The contest will be declared open during the Machine Learning event presentation on March 1st, 2013.
After the event has been declared open, the datasets (first two) will be available for download. We have three different datasets:
- Training data consisting of <tweetid, userid, category label>
- Validation data consisting of <tweetid, userid>. The participating team can upload the output labels produced by their algorithm corresponding to this validation data. The scores will be displayed immediately to assist the team to evaluate themselves.
- Test data consisting of <tweetid, userid>. This data will be published only on the day of final submission and not before that. The performance of the model on this test data only will be used for judging winners.

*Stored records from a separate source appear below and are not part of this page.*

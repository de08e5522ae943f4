//! Client address resolution.
//!
//! Turns the transport peer address (and, behind a trusted proxy, the
//! `X-Forwarded-For` header) into the client key that rate limiting and
//! soul assignment are keyed on.

use std::net::{IpAddr, SocketAddr};

/// Header consulted when the peer is a trusted (loopback/private) proxy.
pub const X_FORWARDED_FOR: &str = "x-forwarded-for";

/// Resolve the canonical client key for a request.
///
/// `remote` is the peer address as seen by the listener, with or without a
/// port. The forwarded header is only honoured when `trust_forwarded` is set
/// and the peer itself is loopback or private; its first entry must parse as
/// an IP address, otherwise the peer address is used.
pub fn resolve(remote: &str, forwarded: Option<&str>, trust_forwarded: bool) -> String {
    let peer = parse_host(remote);
    let peer_key = match peer {
        Some(ip) => ip.to_string(),
        None => strip_port(remote).to_string(),
    };

    if !trust_forwarded || !peer.is_some_and(is_internal) {
        return peer_key;
    }

    forwarded
        .and_then(|value| value.split(',').next())
        .and_then(|first| first.trim().parse::<IpAddr>().ok())
        .map(|ip| ip.to_canonical().to_string())
        .unwrap_or(peer_key)
}

/// Resolve from a connected socket address.
pub fn resolve_socket(remote: SocketAddr, forwarded: Option<&str>, trust_forwarded: bool) -> String {
    resolve(&remote.to_string(), forwarded, trust_forwarded)
}

/// Loopback or private-range address (RFC 1918, IPv6 unique-local).
pub fn is_internal(ip: IpAddr) -> bool {
    match ip.to_canonical() {
        IpAddr::V4(v4) => v4.is_loopback() || v4.is_private(),
        IpAddr::V6(v6) => v6.is_loopback() || (v6.segments()[0] & 0xfe00) == 0xfc00,
    }
}

fn parse_host(remote: &str) -> Option<IpAddr> {
    if let Ok(sock) = remote.parse::<SocketAddr>() {
        return Some(sock.ip().to_canonical());
    }
    remote
        .trim_start_matches('[')
        .trim_end_matches(']')
        .parse::<IpAddr>()
        .ok()
        .map(|ip| ip.to_canonical())
}

// Best effort for hosts that are not IP literals.
fn strip_port(remote: &str) -> &str {
    match remote.rsplit_once(':') {
        Some((host, port)) if !host.contains(':') && port.chars().all(|c| c.is_ascii_digit()) => {
            host
        }
        _ => remote,
    }
}

#[cfg(test)]
mod tests {
    use super::*;

    #[test]
    fn test_trusted_private_peer_uses_first_forwarded_entry() {
        let key = resolve("10.0.0.5:41234", Some("203.0.113.7, 10.0.0.5"), true);
        assert_eq!(key, "203.0.113.7");
    }

    #[test]
    fn test_untrusted_ignores_forwarded_header() {
        let key = resolve("10.0.0.5:41234", Some("203.0.113.7, 10.0.0.5"), false);
        assert_eq!(key, "10.0.0.5");
    }

    #[test]
    fn test_public_peer_ignores_forwarded_header() {
        let key = resolve("198.51.100.20:80", Some("203.0.113.7"), true);
        assert_eq!(key, "198.51.100.20");
    }

    #[test]
    fn test_invalid_forwarded_entry_falls_back_to_peer() {
        assert_eq!(resolve("127.0.0.1:9000", Some("garbage, 1.2.3.4"), true), "127.0.0.1");
        assert_eq!(resolve("127.0.0.1:9000", Some(""), true), "127.0.0.1");
        assert_eq!(resolve("127.0.0.1:9000", None, true), "127.0.0.1");
    }

    #[test]
    fn test_port_is_stripped() {
        assert_eq!(resolve("192.0.2.1:8080", None, false), "192.0.2.1");
        assert_eq!(resolve("192.0.2.1", None, false), "192.0.2.1");
        assert_eq!(resolve("[2001:db8::1]:443", None, false), "2001:db8::1");
        assert_eq!(resolve("2001:db8::1", None, false), "2001:db8::1");
        assert_eq!(resolve("example.internal:80", None, false), "example.internal");
    }

    #[test]
    fn test_ipv6_loopback_and_unique_local_are_trusted() {
        assert_eq!(resolve("[::1]:80", Some("203.0.113.9"), true), "203.0.113.9");
        assert_eq!(resolve("[fd00::2]:80", Some("203.0.113.9"), true), "203.0.113.9");
        assert_eq!(resolve("[2001:db8::2]:80", Some("203.0.113.9"), true), "2001:db8::2");
    }

    #[test]
    fn test_mapped_ipv4_is_canonicalized() {
        assert_eq!(resolve("[::ffff:10.1.2.3]:80", None, false), "10.1.2.3");
        assert!(is_internal("::ffff:192.168.1.1".parse().unwrap()));
    }

    #[test]
    fn test_resolve_socket() {
        let addr: SocketAddr = "127.0.0.1:5555".parse().unwrap();
        assert_eq!(resolve_socket(addr, Some("198.51.100.1"), true), "198.51.100.1");
    }
}
//! Shared utilities for integration testing.

use std::net::SocketAddr;

use soulgrid::{Database, HttpServer, ServerConfig, Shutdown};
use tempfile::TempDir;
use tokio::net::TcpListener;

/// A running server bound to an ephemeral loopback port.
pub struct TestServer {
    pub addr: SocketAddr,
    pub shutdown: Shutdown,
    _dir: TempDir,
}

impl TestServer {
    pub fn url(&self, path: &str) -> String {
        format!("http://{}{}", self.addr, path)
    }
}

impl Drop for TestServer {
    fn drop(&mut self) {
        self.shutdown.trigger();
    }
}

/// Start a server with `config`. Forwarded headers are trusted so tests can
/// impersonate distinct clients from the loopback peer.
pub async fn start_server(mut config: ServerConfig) -> TestServer {
    let dir = tempfile::tempdir().unwrap();
    config.listener.trust_forwarded = true;
    config.database.path = dir.path().join("test.db").to_string_lossy().into_owned();

    let db = Database::open(dir.path().join("test.db").as_path()).unwrap();
    let listener = TcpListener::bind("127.0.0.1:0").await.unwrap();
    let addr = listener.local_addr().unwrap();

    let shutdown = Shutdown::new();
    let server = HttpServer::new(config, db);
    let server_shutdown = shutdown.subscribe();
    tokio::spawn(async move {
        let _ = server.run(listener, server_shutdown).await;
    });

    TestServer {
        addr,
        shutdown,
        _dir: dir,
    }
}

pub fn client() -> reqwest::Client {
    reqwest::Client::builder().no_proxy().build().unwrap()
}

/// Register a `width` x `height` grid as `owner`.
#[allow(dead_code)]
pub async fn register_grid(
    server: &TestServer,
    owner: &str,
    width: i64,
    height: i64,
) -> reqwest::Response {
    let pixels: Vec<serde_json::Value> = (0..height)
        .flat_map(|y| (0..width).map(move |x| serde_json::json!({ "x": x, "y": y })))
        .collect();
    client()
        .post(server.url("/api/pixels/register"))
        .header("x-forwarded-for", owner)
        .json(&serde_json::json!({ "pixels": pixels }))
        .send()
        .await
        .unwrap()
}

#[allow(dead_code)]
pub async fn paint(
    server: &TestServer,
    who: &str,
    x: i64,
    y: i64,
    color: &str,
) -> reqwest::Response {
    client()
        .post(server.url("/api/pixels/paint"))
        .header("x-forwarded-for", who)
        .json(&serde_json::json!({ "x": x, "y": y, "color": color }))
        .send()
        .await
        .unwrap()
}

The datasets will be available for download from the ‘Portal’ tab in this website. Along with the datasets, the participants will find a script to download the tweettexts from Twitter.com. The instructions accompanying the script should be followed and strictly adhered to. The participants need to use the tweettexts and the category label from the training data to learn a classifer and use this classifier to produce outputs for the validation data and the test data. Note that USE OF EXTERNAL DATA SOURCES (OTHER THAN THE TWEET TEXT) WHILE MAKING PREDICTIONS ON THE VALIDATION / TEST DATA IS STRICTLY PROHIBITED . Also, you are NOT ALLOWED to use the user id / tweet id while learning a model or making predictions on the validation / test set. (Please note the category label will be either ‘Politics’ or ‘Sports’. As is evident this is a binary classification problem.)

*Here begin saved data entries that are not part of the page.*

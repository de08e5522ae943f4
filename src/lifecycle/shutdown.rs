//! Shutdown coordination.

use tokio::sync::broadcast;

/// Coordinator for graceful shutdown.
///
/// The HTTP server and the rate-limit sweeper each hold a receiver; one
/// `trigger` stops both. Clones share the same channel.
#[derive(Clone)]
pub struct Shutdown {
    tx: broadcast::Sender<()>,
}

impl Shutdown {
    pub fn new() -> Self {
        let (tx, _) = broadcast::channel(1);
        Self { tx }
    }

    pub fn subscribe(&self) -> broadcast::Receiver<()> {
        self.tx.subscribe()
    }

    /// Signal every subscriber. A no-op when nobody is listening.
    pub fn trigger(&self) {
        let _ = self.tx.send(());
    }

    /// Number of tasks still waiting for the signal.
    pub fn receiver_count(&self) -> usize {
        self.tx.receiver_count()
    }
}

impl Default for Shutdown {
    fn default() -> Self {
        Self::new()
    }
}
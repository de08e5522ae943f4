//! Storage error definitions.

use thiserror::Error;

/// Failures of the durable layer. Every variant means "nothing was changed":
/// open transactions are rolled back before the error is returned.
#[derive(Debug, Error)]
pub enum StoreError {
    /// An error originating from the underlying SQLite database.
    #[error("SQLite error: {0}")]
    Sqlite(#[from] rusqlite::Error),

    /// Creating the database directory failed.
    #[error("IO error: {0}")]
    Io(#[from] std::io::Error),

    /// A soul id that should exist could not be found.
    #[error("soul {0} not found")]
    SoulNotFound(i64),

    /// Insert lost a duplicate-key race but the winning row is not visible.
    #[error("soul for client key '{0}' could not be resolved after duplicate insert")]
    Unresolved(String),

    #[error("database connection mutex poisoned")]
    Poisoned,

    #[error("blocking storage task failed: {0}")]
    Join(String),

    /// The caller went away before commit; the transaction was rolled back.
    #[error("request cancelled before commit")]
    Cancelled,
}

/// Outcome of a rejected ownership transfer.
#[derive(Debug, Error)]
pub enum ClaimError {
    /// The soul has already painted its full quota.
    #[error("already painted maximum of {quota} pixels")]
    QuotaExceeded { quota: u32 },

    /// The coordinate was never registered.
    #[error("pixel ({x}, {y}) does not exist")]
    UnknownCell { x: i64, y: i64 },

    /// No pixels have been registered at all.
    #[error("pixel field is not initialized")]
    NotInitialized,

    #[error(transparent)]
    Store(#[from] StoreError),
}

impl From<rusqlite::Error> for ClaimError {
    fn from(err: rusqlite::Error) -> Self {
        ClaimError::Store(StoreError::Sqlite(err))
    }
}
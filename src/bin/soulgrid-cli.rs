use clap::{Parser, Subcommand};
use reqwest::StatusCode;
use serde_json::{json, Value};

#[derive(Parser)]
#[command(name = "soulgrid-cli")]
#[command(about = "Command line client for a soulgrid server", long_about = None)]
struct Cli {
    #[arg(short, long, default_value = "http://localhost:8080")]
    url: String,

    #[command(subcommand)]
    command: Commands,
}

#[derive(Subcommand)]
enum Commands {
    /// Show your soul and remaining quota
    Me,
    /// Dump the whole grid
    Pixels,
    /// Paint one pixel
    Paint { x: i64, y: i64, color: String },
    /// Create a WIDTH x HEIGHT grid (only succeeds once per server)
    Register {
        #[arg(long)]
        width: i64,
        #[arg(long)]
        height: i64,
    },
    /// List souls, 100 per page
    Souls {
        #[arg(short, long, default_value_t = 1)]
        page: i64,
    },
}

#[tokio::main]
async fn main() -> Result<(), Box<dyn std::error::Error>> {
    let cli = Cli::parse();
    let client = reqwest::Client::new();
    let base = cli.url.trim_end_matches('/');

    let res = match cli.command {
        Commands::Me => client.get(format!("{base}/api/souls/me")).send().await?,
        Commands::Pixels => client.get(format!("{base}/api/pixels")).send().await?,
        Commands::Paint { x, y, color } => {
            client
                .post(format!("{base}/api/pixels/paint"))
                .json(&json!({ "x": x, "y": y, "color": color }))
                .send()
                .await?
        }
        Commands::Register { width, height } => {
            let pixels: Vec<Value> = (0..height)
                .flat_map(|y| (0..width).map(move |x| json!({ "x": x, "y": y })))
                .collect();
            client
                .post(format!("{base}/api/pixels/register"))
                .json(&json!({ "pixels": pixels }))
                .send()
                .await?
        }
        Commands::Souls { page } => {
            client
                .get(format!("{base}/api/souls"))
                .query(&[("page", page)])
                .send()
                .await?
        }
    };

    print_response(res).await
}

async fn print_response(res: reqwest::Response) -> Result<(), Box<dyn std::error::Error>> {
    let status = res.status();
    if let Some(remaining) = res.headers().get("x-ratelimit-remaining") {
        eprintln!("rate limit remaining: {}", remaining.to_str().unwrap_or("?"));
    }

    if status == StatusCode::NO_CONTENT {
        println!("ok");
        return Ok(());
    }
    if !status.is_success() {
        eprintln!("Error: server returned status {}", status);
        if let Ok(text) = res.text().await {
            eprintln!("Response: {}", text);
        }
        return Ok(());
    }

    let json: Value = res.json().await?;
    println!("{}", serde_json::to_string_pretty(&json)?);
    Ok(())
}
//! Grid cell types.

use serde::{Deserialize, Serialize};

use crate::grid::palette::Color;

/// A coordinate on the grid. Negative values are rejected before storage.
#[derive(Debug, Clone, Copy, PartialEq, Eq, Hash, Serialize, Deserialize)]
pub struct PixelPosition {
    pub x: i64,
    pub y: i64,
}

impl PixelPosition {
    pub fn is_valid(&self) -> bool {
        self.x >= 0 && self.y >= 0
    }
}

/// A stored cell and its current owner.
#[derive(Debug, Clone, Copy, PartialEq, Eq)]
pub struct Pixel {
    pub x: i64,
    pub y: i64,
    pub color: Color,
    pub soul_id: i64,
}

Every submission (in the correct desired format) of the output labels will be evaluated and scores will be assigned and will be eligible for display in the leaderboard. Only the best score per team will be displayed in the leaderboard. The leaderboard will remain on display throughout the contest duration and the teams can upload the output labels for the validation data several times and keep improving their algorithm. On the final day of submission, the test data will be available for download. The candidates need to submit the output labels for this test data, a writeup of their algorithm and the code they have used. Please look for instructions about the desired formats of submission in the ‘Portal’ tab.

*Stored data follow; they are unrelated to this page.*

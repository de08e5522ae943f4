//! Network layer subsystem.
//!
//! # Data Flow
//! ```text
//! Incoming request
//!     → peer SocketAddr (ConnectInfo) + X-Forwarded-For
//!     → client_addr.rs (resolve canonical client key)
//!     → rate limiter / soul assignment
//! ```
//!
//! # Design Decisions
//! - Never trust X-Forwarded-For from public peers
//! - Resolution is pure and never fails; worst case is the raw peer string

pub mod client_addr;

pub use client_addr::{resolve, resolve_socket, X_FORWARDED_FOR};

The candidates are required to upload only the output labels produced by their model in the desired format. These labels will be matched in the backend with the actual labels and the classification accuracy will be shown(that is the fraction of correct labels). The team with the highest classification accuracy on the test data on the day of final submission will be adjudged as the winner.
The data can be expected to be noisy (there might be some tweettexts which may have incorrect labels). Hence, preprocessing the training data and feature extraction will be very critical to obtaining high accuracy on the test data and the validation data.
Another crucial part of the problem will be feature representation as it might dictate how well the classifier is trained and hence its performance will be affected.
Choice of the classifer will again lead to varying performance of the test data and validation data.
- Every team can have a maximum of 2 members only.
- The team must register anytime during the event duration with valid email-ids of its members and a teamname(this will be used for display in the leaderboard). Please note email-ids will not be disclosed online. However the winning team member names will be disclosed after the event has ended.
- No participant is allowed to participate in multiple teams. If a person participates in multiple teams, then those teams will be disqualified.
- After registration, no change in team composition is allowed.
- The event will be open for two weeks from 1st March to 15th March 11:59pm IST (GMT+5:30 hours).
- The test data will be available on 15th March onwards. Final submission has to be made before 15th March 11:59pm IST (GMT+5:30 hours).
- Trial submissions (that is uploading labels on validation data) will continue till the event end. For the final submission on March 15th, multiple submissions can be done but only the latest will be considered. Please follow the ‘Dates’ and the ‘Portal’ tab for updates.
- To be eligible for winning prize, the participating team should upload a writeup(maximum 2-page describing the algorithm and implementation) as well as the perfectly working code with proper documentation during the final submission. The details about submission format will be provided with the dataset in the ‘Portal’ tab.
- Please note classification accuracy alone will not be used for judging winners. The writeup and properly documented code will also be used to decide winners.